Formalizing sustainability around capital projects
Many higher education institutions have embraced sustainability policies for new construction. As of Jan. 2017, more than 3,900 higher education projects hold LEED certification, while an overwhelming percent of participants in the Second Nature Carbon Commitment adapted policies to build new construction to LEED Silver or greater.
However, the data gathered for the State of Sustainability in Higher Education report indicates very limited adaptation of sustainability rating schemas for capital improvement projects. Sustainable materials and systems come at a premium price—though of course the fact of a higher up-front cost often obscures the reality of a lower life-cycle cost for such materials and systems. Thus, projects undertaken with informal attention to sustainability risk seeing these green selections cut to keep projects within budget. Putting a formal policy in place for renovations would help ensure that the commitment to sustainability continues beyond new construction—and, not incidentally, can lower life-cycle costs for overall operations.
Procurement’s impact on sustainability
The procurement process, both in construction and during ongoing purchasing for operations, is another often-overlooked source of emissions. Unlike its counterparts in the United States, members of the Higher Education Funding Council for England have completed a greenhouse gas inventory survey that accounts for procurement. Survey data indicates that 37% of total emissions generated by UK higher education institutions are attributable to procurement, with 12% of those emissions related to construction procurement.
The 2015 National Association of Educational Procurement “Green Procurement Survey” found that, in the US, an underwhelming 33% of respondents work at an institution with a formal green procurement policy. However, there is some reason for optimism, as this was a 9% increase from 2009 data, revealing a shift towards formalized green procurement.
Tracking procurement and other optional indirect sources of emissions data presents an opportunity to make a greater impact, which should be reflected in carbon reduction goals and program implementation.
Opportunities for continuous improvement
Higher education business, facilities, and sustainability officers have invested a great deal over the past decades in reducing the institutional environmental footprint—and reaped the rewards in terms of improved efficiency in operations, advantages in recruitment and retention, and the satisfaction of knowing they are being good stewards of the campus facilities entrusted to their care. It’s clear that these investments pay dividends, both tangible and intangible.
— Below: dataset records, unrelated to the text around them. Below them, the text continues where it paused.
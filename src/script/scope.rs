//! Injected script environment.
//!
//! A [`Scope`] is a tree of identifier names describing what the host page
//! exposes to scripts (`mw`, `mw.config`, `$`, ...). It feeds the read-only
//! globals of the lint configuration and drives identifier completion.

use std::collections::BTreeMap;
use std::sync::LazyLock;

use regex::Regex;
use serde::{Deserialize, Serialize};

use crate::document::{Document, TextSnapshot};

/// Dotted identifier path ending at the cursor, e.g. `mw.config.g`.
static PATH_BEFORE_CURSOR: LazyLock<Regex> =
    LazyLock::new(|| Regex::new(r"(?:[A-Za-z_$][\w$]*\.)*[\w$]*$").unwrap());

/// A node in the environment tree. Leaves are empty scopes.
///
/// Serializes as nested JSON objects: `{"mw": {"config": {}}, "$": {}}`.
#[derive(Debug, Clone, Default, PartialEq, Eq, Serialize, Deserialize)]
#[serde(transparent)]
pub struct Scope {
    members: BTreeMap<String, Scope>,
}

impl Scope {
    pub fn new() -> Self {
        Self::default()
    }

    /// Scope whose members are all leaves.
    pub fn from_names<I, S>(names: I) -> Self
    where
        I: IntoIterator<Item = S>,
        S: Into<String>,
    {
        Self {
            members: names.into_iter().map(|n| (n.into(), Scope::new())).collect(),
        }
    }

    /// Builder-style insert of a member with its own sub-scope.
    pub fn with(mut self, name: impl Into<String>, member: Scope) -> Self {
        self.members.insert(name.into(), member);
        self
    }

    /// Get or create the member `name`.
    pub fn member_mut(&mut self, name: &str) -> &mut Scope {
        self.members.entry(name.to_string()).or_default()
    }

    /// Top-level member names, sorted.
    pub fn names(&self) -> impl Iterator<Item = &str> {
        self.members.keys().map(String::as_str)
    }

    pub fn is_empty(&self) -> bool {
        self.members.is_empty()
    }

    /// Resolve a member path such as `["mw", "config"]`.
    pub fn resolve(&self, path: &[&str]) -> Option<&Scope> {
        path.iter().try_fold(self, |scope, segment| scope.members.get(*segment))
    }
}

#[derive(Debug, Clone, Copy, PartialEq, Eq, Serialize, Deserialize)]
#[serde(rename_all = "lowercase")]
pub enum CompletionKind {
    /// Top-level name.
    Variable,
    /// Member reached through a dotted path.
    Property,
}

#[derive(Debug, Clone, PartialEq, Eq, Serialize, Deserialize)]
pub struct CompletionOption {
    pub label: String,
    #[serde(rename = "type")]
    pub kind: CompletionKind,
}

/// Completions for the identifier ending at the cursor.
///
/// `from` is the offset where the typed prefix starts; accepting an option
/// replaces `from..cursor` with its label.
#[derive(Debug, Clone, PartialEq, Eq, Serialize, Deserialize)]
pub struct Completion {
    pub from: usize,
    pub options: Vec<CompletionOption>,
}

/// Complete the dotted identifier path that ends at character `offset`.
///
/// Returns `None` when no identifier is being typed or the path does not
/// resolve inside `scope`.
pub fn complete_at(scope: &Scope, text: &str, offset: usize) -> Option<Completion> {
    let doc = TextSnapshot::new(text);
    let offset = offset.min(doc.len());
    let before = &text[..doc.byte_index(offset)];

    let path = PATH_BEFORE_CURSOR.find(before)?.as_str();
    if path.is_empty() {
        return None;
    }

    let mut segments: Vec<&str> = path.split('.').collect();
    let prefix = segments.pop().unwrap_or_default();
    let kind = if segments.is_empty() {
        CompletionKind::Variable
    } else {
        CompletionKind::Property
    };

    let target = scope.resolve(&segments)?;
    let options: Vec<CompletionOption> = target
        .names()
        .filter(|name| name.starts_with(prefix))
        .map(|name| CompletionOption {
            label: name.to_string(),
            kind,
        })
        .collect();
    if options.is_empty() {
        return None;
    }

    Some(Completion {
        from: offset - prefix.chars().count(),
        options,
    })
}
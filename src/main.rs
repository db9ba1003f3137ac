//! Multi-Room TCP Chat Server - Entry Point
//!
//! Starts the TCP listener and the Lobby actor, accepting connections.

use std::env;

use tokio::net::TcpListener;
use tokio::sync::mpsc;
use tracing::{error, info};
use tracing_subscriber::EnvFilter;

use linechat::{handle_connection, Lobby};

/// Default server address
const DEFAULT_ADDR: &str = "127.0.0.1:3333";

/// Channel buffer size for lobby events
const CHANNEL_BUFFER_SIZE: usize = 256;

#[tokio::main]
async fn main() -> Result<(), Box<dyn std::error::Error>> {
    // Initialize logging with environment filter
    // Use RUST_LOG env var to control log level
    // e.g., RUST_LOG=debug or RUST_LOG=linechat=trace
    tracing_subscriber::fmt()
        .with_env_filter(
            EnvFilter::try_from_default_env().unwrap_or_else(|_| EnvFilter::new("linechat=info")),
        )
        .init();

    // Get bind address from command line or use default
    let addr = env::args().nth(1).unwrap_or_else(|| DEFAULT_ADDR.to_string());

    // Start TCP listener; failing to bind is fatal
    let listener = TcpListener::bind(&addr).await?;
    info!("Chat server listening on {}", addr);

    // Create the Lobby actor channel and start it
    let (events_tx, events_rx) = mpsc::channel(CHANNEL_BUFFER_SIZE);
    let lobby = Lobby::new(events_tx.clone(), events_rx);
    tokio::spawn(lobby.run());

    info!("Lobby actor started");

    // Connection accept loop; a single failed accept is not fatal
    loop {
        match listener.accept().await {
            Ok((stream, addr)) => {
                info!("New connection from {}", addr);
                let events_tx = events_tx.clone();

                // Spawn a connection actor for each client
                tokio::spawn(async move {
                    if let Err(e) = handle_connection(stream, events_tx).await {
                        error!("Connection handler error: {}", e);
                    }
                });
            }
            Err(e) => {
                error!("Failed to accept connection: {}", e);
            }
        }
    }
}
We have a large and growing body of objective data that provides clear signals to the sector about how to move forward. Now, we need to implement the lessons this data teaches us—and adapt policies for effectively managing and incentivizing sustainable capital reinvestment, demolition, and procurement across the board.
—Jennifer Andrews is sustainability project director at the University of New Hampshire Sustainability Institute. Heather Finnegan is sustainability product manager at Sightlines.